Review first published by Grolsch FilmWorks
Over the passing decade or so, ‘found footage’ has, much like the post-Romero, post-9/11 zombie, earned itself something of a bad rep amongst horror fans just through sheer bloody overexposure. Unlike the zombie, however, it is less a subject than a medium for horror – a useful, highly flexible tool of restricted, intradiegetic perspective that enables the filmmaker to tell a story from the inside, while reflecting upon the motives and methods of the film’s own making. Of course, like any tool, it can be deployed with great deftness and dexterity, or it can be tossed about to no good effect by cinema’s equivalent of the cowboy builder, for whom the cutting of costs can justify any amount of shoddy, shaky work. And while, ever since The Blair Witch Project popularised the format back in 1999, ‘found footage’ has been gradually evolving in narrative sophistication, every so often we get a throwback like Adam Spinks’ The Expedition to return us to its primitive prehistory.
“The adventure has barely begun,” declares Professor John Howson (Ben Lloyd–Holmes, also the co-writer) just under halfway through this film, and he is not wrong. For you can feel yourself counting the minutes as the titular expedition, unfolding deep in the Amazonian rain forest of Wales, meanders this way and that with very little by way of narrative interest apart from occasional roars and bellows in the distance, or something unseen rummaging through the campsite. Filling the event vacuum is character drama – except that the South African explorers, English scientists and film crew, and local guides who all pass for characters are a motley crew of unengaging stereotypes (he-man has long, tied-up hair, boffin has glasses, etc.). Normally with found footage, a delicate balance must be struck between crazy genre developments and the kind of banality that, coupled with handheld camerawork, creates the illusion of realism. Here however, for an intolerably long time there seems to be nothing but banality – a situation not helped by the perfunctoriness of the dialogue, and the total lack of anything happening.
Eventually all those noises off resolve themselves into a lost world of aggressive, predatory dinosaurs – which, like buses, are not seen at all for the longest time, and then all seem to come at once, despite the fact that our explorers never stray far from their one camp. As though to formalise the sudden shift in genre, Howson announces, “There is no more adventure here, this is nothing but survival” (some 70 minutes in), and from this point on nature walk turns into jungle run. Yet somehow the dinosaurs here, unlike in the similar ‘found footage’ of The Dinosaur Project (2012), are mostly glimpsed askance and never seem all that spectacular. In the climactic sequence, as a speeding vehicle is chased and rammed, the offending behemoth can barely be seen at all. Viewers willing to put this incompetent camerawork down to characterisation and ‘reality effect’ may well then ask themselves how realistic is the coincidence that the world’s ‘go-to guy’ on cryptozoology should not only be leading a moss-collecting ecological expedition, but also be leading it into a territory that just happens to preserve ‘hidden’ dinosaurs.

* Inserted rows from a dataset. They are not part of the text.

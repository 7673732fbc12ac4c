use serde::Deserialize;

#[derive(Debug, Clone, Deserialize)]
pub struct JwtConfig {
    pub secret: String,
    pub issuer: String,
    pub audience: String,
    pub ttl_minutes: i64,
    pub refresh_ttl_minutes: i64,
}

#[derive(Debug, Clone, Deserialize)]
pub struct AppConfig {
    pub database_url: String,
    pub jwt: JwtConfig,
    pub suggestion_match_pct: f64,
    pub reminder_poll_secs: u64,
}

impl AppConfig {
    pub fn from_env() -> anyhow::Result<Self> {
        let database_url = std::env::var("DATABASE_URL")?;
        let jwt = JwtConfig {
            secret: std::env::var("JWT_SECRET")?,
            issuer: std::env::var("JWT_ISSUER").unwrap_or_else(|_| "ecoeats".into()),
            audience: std::env::var("JWT_AUDIENCE").unwrap_or_else(|_| "ecoeats-users".into()),
            ttl_minutes: std::env::var("JWT_TTL_MINUTES")
                .ok()
                .and_then(|v| v.parse::<i64>().ok())
                .unwrap_or(60),
            refresh_ttl_minutes: std::env::var("JWT_REFRESH_TTL_MINUTES")
                .ok()
                .and_then(|v| v.parse::<i64>().ok())
                .unwrap_or(60 * 24 * 14),
        };
        let suggestion_match_pct = std::env::var("SUGGESTION_MATCH_PCT")
            .ok()
            .and_then(|v| v.parse::<f64>().ok())
            .unwrap_or(80.0);
        let reminder_poll_secs = std::env::var("REMINDER_POLL_SECS")
            .ok()
            .and_then(|v| v.parse::<u64>().ok())
            .unwrap_or(300);
        Ok(Self {
            database_url,
            jwt,
            suggestion_match_pct,
            reminder_poll_secs,
        })
    }
}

Minor spoiler: in the end The Expedition is not ‘found footage’ in the strictest sense, since some characters survive to bring their video recordings back. “As I’m sure you all know, we didn’t have much time to get a lot of evidence,” says one of the survivors in a closing press conference. “In order to do that, we have to go back.” This sounds like both a self-conscious apology for The Expedition‘s obvious shortcomings, and a pitch for a sequel – but on the strength of this outing, it would need a very reckless investor to back a second expedition.